Agreed, he is able to win both ways if he gets to the finish with the slightest sniff of a chance. The sneaking in way was how the worlds was finally won, combined with a drilled performance by GB getting him to the line. When it all went a bit awry in the final, who popped up near the barriers and flew to the line? Magnificent.


----------



## thom (5 Feb 2013)

Here's the end of stage 3 :


----------



## Rob3rt (5 Feb 2013)

User said:


> ...


 
Thanks. Will watch these tonight 



thom said:


> ...


That was bonkers!


----------



## Spartak (5 Feb 2013)

thom said:


> Here's the end of stage 3 :




Cheers Thom .................. and Cav wins


----------



## oldroadman (6 Feb 2013)

A bit hectic in the last few kms, all those sweeping roundabouts and bends, made for speed and a bit of pushing and shoving. Good early season stuff, Cav looks in good shape, and EBH will be close in the classics, I think. Ah, the proper season begins, and after lovely hotels and sun, Belgium in March calls. Can never say there's not a bit of contrast in the sport!


----------



## thom (6 Feb 2013)

6km to go - another massed sprint being lined up:
http://www.en.aljazeerasport.tv/Live/channel/global


----------



## thom (6 Feb 2013)

Cavendish - Sky had a great train though EBH ended up 8'th
Argos-Shimano did a lot of work in the final kms but got nothing
A crash in the peloton detained the BMC guys so I think Cav may get the race lead due to time bonuses

Barry Markus 2nd (Vaconsoleil), Guardini 3rd (Astana)

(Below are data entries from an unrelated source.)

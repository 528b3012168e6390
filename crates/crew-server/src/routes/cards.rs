use axum::extract::State;
use axum::http::header;
use axum::response::{IntoResponse, Response};
use crew_core::card::{avatar_client, load_avatars, render_cards};
use std::time::Duration;

use super::{blocking, load_agents};
use crate::error::AppError;
use crate::state::AppState;

// ---------------------------------------------------------------------------
// GET /api/cards.png: render the sheet from cached personas
// ---------------------------------------------------------------------------

/// Renders what is already cached; agents without a persona get placeholder
/// cards. Enrichment is a separate, explicit request.
pub async fn get_cards(State(app): State<AppState>) -> Result<Response, AppError> {
    let (config, agents) = load_agents(&app).await?;

    let client = avatar_client(Duration::from_secs(config.avatar.fetch_timeout_secs));
    let avatars = load_avatars(&agents, &client).await;

    let png = blocking(move || Ok(render_cards(&agents, &avatars)?)).await?;
    Ok(([(header::CONTENT_TYPE, "image/png")], png).into_response())
}
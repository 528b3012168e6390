use super::{load_config, repository, runtime};
use crate::output::print_json;
use anyhow::Context;
use crew_core::cache::MetadataCache;
use crew_core::card::{avatar_client, load_avatars, render_cards};
use crew_core::io::atomic_write;
use crew_core::persona::{ClaudeGenerator, EnrichOptions, Enricher};
use crew_core::CrewError;
use std::path::{Path, PathBuf};
use std::time::Duration;

pub fn run(
    root: &Path,
    output: Option<PathBuf>,
    agents_dir: Option<PathBuf>,
    no_plugins: bool,
    json: bool,
) -> anyhow::Result<()> {
    let config = load_config(root)?;
    let searched = match &agents_dir {
        Some(dir) => dir.display().to_string(),
        None => "~/.claude/agents or .claude/agents".to_string(),
    };
    let mut agents = repository(root, &config, agents_dir, no_plugins)
        .agents()
        .context("failed to scan agents")?;
    if agents.is_empty() {
        return Err(CrewError::NoAgents(searched).into());
    }

    let output = output.unwrap_or_else(|| config.output_path(root));
    let generator = ClaudeGenerator::new(config.claude.print_options());
    let mut cache = MetadataCache::open(root, &config);

    let rt = runtime()?;
    let (report, avatars) = rt.block_on(async {
        let options = EnrichOptions::lenient(config.avatar.base_url.clone());
        let report = Enricher::new(&generator, options)
            .enrich_all(&mut agents, &mut cache)
            .await?;
        let client = avatar_client(Duration::from_secs(config.avatar.fetch_timeout_secs));
        let avatars = load_avatars(&agents, &client).await;
        anyhow::Ok((report, avatars))
    })?;

    let png = render_cards(&agents, &avatars)?;
    atomic_write(&output, &png).with_context(|| format!("failed to write {}", output.display()))?;

    if json {
        let cards: Vec<serde_json::Value> = agents
            .iter()
            .map(|a| serde_json::json!({ "name": a.name, "displayName": a.display_name() }))
            .collect();
        print_json(&serde_json::json!({
            "output": output,
            "report": report,
            "cards": cards,
        }))?;
        return Ok(());
    }

    println!(
        "Enriched {} agents ({} generated, {} synthesized locally, {} cached)",
        agents.len(),
        report.generated,
        report.synthesized,
        report.cached
    );
    println!("Wrote {}", output.display());
    Ok(())
}
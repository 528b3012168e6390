use axum::extract::{Path, State};
use axum::Json;

use super::blocking;
use crate::error::AppError;
use crate::state::AppState;

pub async fn list_skills(State(app): State<AppState>) -> Result<Json<serde_json::Value>, AppError> {
    let skills = blocking(move || {
        let config = app.config()?;
        Ok(app.repository(&config).skills()?)
    })
    .await?;
    Ok(Json(serde_json::to_value(skills)?))
}

pub async fn get_skill(
    State(app): State<AppState>,
    Path(name): Path<String>,
) -> Result<Json<serde_json::Value>, AppError> {
    let skill = blocking(move || {
        let config = app.config()?;
        Ok(app.repository(&config).find_skill(&name)?)
    })
    .await?;
    Ok(Json(serde_json::to_value(skill)?))
}
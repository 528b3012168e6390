use crate::error::Result;
use crate::paths;
use serde::{Deserialize, Serialize};
use std::path::{Path, PathBuf};
use std::time::Duration;

// ---------------------------------------------------------------------------
// ConfigWarning / WarnLevel
// ---------------------------------------------------------------------------

#[derive(Debug, Clone, Serialize, Deserialize)]
pub struct ConfigWarning {
    pub level: WarnLevel,
    pub message: String,
}

#[derive(Debug, Clone, PartialEq, Serialize, Deserialize)]
#[serde(rename_all = "snake_case")]
pub enum WarnLevel {
    Warning,
    Error,
}

// ---------------------------------------------------------------------------
// ClaudeConfig
// ---------------------------------------------------------------------------

#[derive(Debug, Clone, Serialize, Deserialize)]
pub struct ClaudeConfig {
    #[serde(default = "default_executable")]
    pub executable: String,
    #[serde(default = "default_model")]
    pub model: Option<String>,
    #[serde(default = "default_timeout_secs")]
    pub timeout_secs: u64,
}

fn default_executable() -> String {
    "claude".to_string()
}

fn default_model() -> Option<String> {
    Some("haiku".to_string())
}

fn default_timeout_secs() -> u64 {
    120
}

impl Default for ClaudeConfig {
    fn default() -> Self {
        Self {
            executable: default_executable(),
            model: default_model(),
            timeout_secs: default_timeout_secs(),
        }
    }
}

impl ClaudeConfig {
    pub fn print_options(&self) -> claude_agent::PrintOptions {
        claude_agent::PrintOptions {
            model: self.model.clone(),
            path_to_executable: Some(self.executable.clone()),
            timeout: Some(Duration::from_secs(self.timeout_secs)),
            ..Default::default()
        }
    }
}

// ---------------------------------------------------------------------------
// AvatarConfig
// ---------------------------------------------------------------------------

#[derive(Debug, Clone, Serialize, Deserialize)]
pub struct AvatarConfig {
    #[serde(default = "default_base_url")]
    pub base_url: String,
    #[serde(default = "default_fetch_timeout_secs")]
    pub fetch_timeout_secs: u64,
}

fn default_base_url() -> String {
    crate::avatar::DEFAULT_BASE_URL.to_string()
}

fn default_fetch_timeout_secs() -> u64 {
    15
}

impl Default for AvatarConfig {
    fn default() -> Self {
        Self {
            base_url: default_base_url(),
            fetch_timeout_secs: default_fetch_timeout_secs(),
        }
    }
}

// ---------------------------------------------------------------------------
// CacheConfig / RenderConfig / PluginsConfig
// ---------------------------------------------------------------------------

#[derive(Debug, Clone, Serialize, Deserialize)]
pub struct CacheConfig {
    /// Metadata cache file; relative paths resolve against the project root.
    #[serde(default = "default_cache_path")]
    pub path: PathBuf,
}

fn default_cache_path() -> PathBuf {
    PathBuf::from(paths::METADATA_FILE)
}

impl Default for CacheConfig {
    fn default() -> Self {
        Self {
            path: default_cache_path(),
        }
    }
}

#[derive(Debug, Clone, Serialize, Deserialize)]
pub struct RenderConfig {
    #[serde(default = "default_output")]
    pub output: PathBuf,
}

fn default_output() -> PathBuf {
    PathBuf::from("crew.png")
}

impl Default for RenderConfig {
    fn default() -> Self {
        Self {
            output: default_output(),
        }
    }
}

#[derive(Debug, Clone, Serialize, Deserialize)]
pub struct PluginsConfig {
    #[serde(default = "default_plugins_enabled")]
    pub enabled: bool,
}

fn default_plugins_enabled() -> bool {
    true
}

impl Default for PluginsConfig {
    fn default() -> Self {
        Self {
            enabled: default_plugins_enabled(),
        }
    }
}

// ---------------------------------------------------------------------------
// Config
// ---------------------------------------------------------------------------

#[derive(Debug, Clone, Default, Serialize, Deserialize)]
pub struct Config {
    #[serde(default)]
    pub claude: ClaudeConfig,
    #[serde(default)]
    pub avatar: AvatarConfig,
    #[serde(default)]
    pub cache: CacheConfig,
    #[serde(default)]
    pub render: RenderConfig,
    #[serde(default)]
    pub plugins: PluginsConfig,
}

impl Config {
    /// Load `<root>/.claude/crew.yaml`, or defaults when the file is absent.
    pub fn load(root: &Path) -> Result<Self> {
        let path = paths::config_path(root);
        if !path.exists() {
            return Ok(Self::default());
        }
        let data = std::fs::read_to_string(&path)?;
        if data.trim().is_empty() {
            return Ok(Self::default());
        }
        let cfg: Config = serde_yaml::from_str(&data)?;
        Ok(cfg)
    }

    pub fn cache_path(&self, root: &Path) -> PathBuf {
        resolve(root, &self.cache.path)
    }

    pub fn output_path(&self, root: &Path) -> PathBuf {
        resolve(root, &self.render.output)
    }

    // -----------------------------------------------------------------------
    // Validation
    // -----------------------------------------------------------------------

    pub fn validate(&self) -> Vec<ConfigWarning> {
        let mut warnings = Vec::new();

        if self.claude.executable.trim().is_empty() {
            warnings.push(ConfigWarning {
                level: WarnLevel::Error,
                message: "claude.executable is empty".to_string(),
            });
        }

        if self.claude.timeout_secs == 0 {
            warnings.push(ConfigWarning {
                level: WarnLevel::Error,
                message: "claude.timeout_secs must be greater than zero".to_string(),
            });
        }

        if !(self.avatar.base_url.starts_with("http://")
            || self.avatar.base_url.starts_with("https://"))
        {
            warnings.push(ConfigWarning {
                level: WarnLevel::Error,
                message: format!(
                    "avatar.base_url '{}' is not an http(s) URL",
                    self.avatar.base_url
                ),
            });
        }

        if self.avatar.fetch_timeout_secs == 0 {
            warnings.push(ConfigWarning {
                level: WarnLevel::Warning,
                message: "avatar.fetch_timeout_secs is zero; every avatar fetch will time out"
                    .to_string(),
            });
        }

        if self.render.output.extension().and_then(|e| e.to_str()) != Some("png") {
            warnings.push(ConfigWarning {
                level: WarnLevel::Warning,
                message: format!(
                    "render.output '{}' does not end in .png",
                    self.render.output.display()
                ),
            });
        }

        warnings
    }
}

fn resolve(root: &Path, path: &Path) -> PathBuf {
    if path.is_absolute() {
        path.to_path_buf()
    } else {
        root.join(path)
    }
}

// ---------------------------------------------------------------------------
// Tests
// ---------------------------------------------------------------------------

Cav's win again notable for a lack of a lead out man - he worked out the finish himself again.


----------



## raindog (6 Feb 2013)

thanks for the link thom - none of my usual sources worked today - don't know why.

Much "easier" for Cav today - must have the race lead I should think?


----------



## deptfordmarmoset (6 Feb 2013)

It might just be my dodgy memory, but have Cav's sprints tended to become longer over the last couple of years? I heard him say after yesterday's win that he was light, not reaching maximum power rates but still winning.


----------



## deptfordmarmoset (6 Feb 2013)

raindog said:


> thanks for the link thom - none of my usual sources worked today - don't know why.
> 
> Much "easier" for Cav today - must have the race lead I should think?


Yes, by 2 seconds.

Livez-sports was a no show today, wasn't it?


----------



## Flying_Monkey (6 Feb 2013)

The bonus seconds just did it. Brookwhatshiname was apparently caught up in that big crash but they all got the same time as Cav.


----------



## smutchin (6 Feb 2013)

laurence said:


> who do we reckon for the KoM jersey?


 
Cav. 

d.


----------



## thom (6 Feb 2013)

End of stage 4 :


----------



## beastie (6 Feb 2013)

If cav has lost 7 kilos, then surely he will be going for Milan San Remo? His remarks the other day were that the pace over the climbs would be too high for him. Could be a smokescreen?


----------



## thom (6 Feb 2013)

beastie said:


> If cav has lost 7 kilos, then surely he will be going for Milan San Remo? His remarks the other day were that the pace over the climbs would be too high for him. Could be a smokescreen?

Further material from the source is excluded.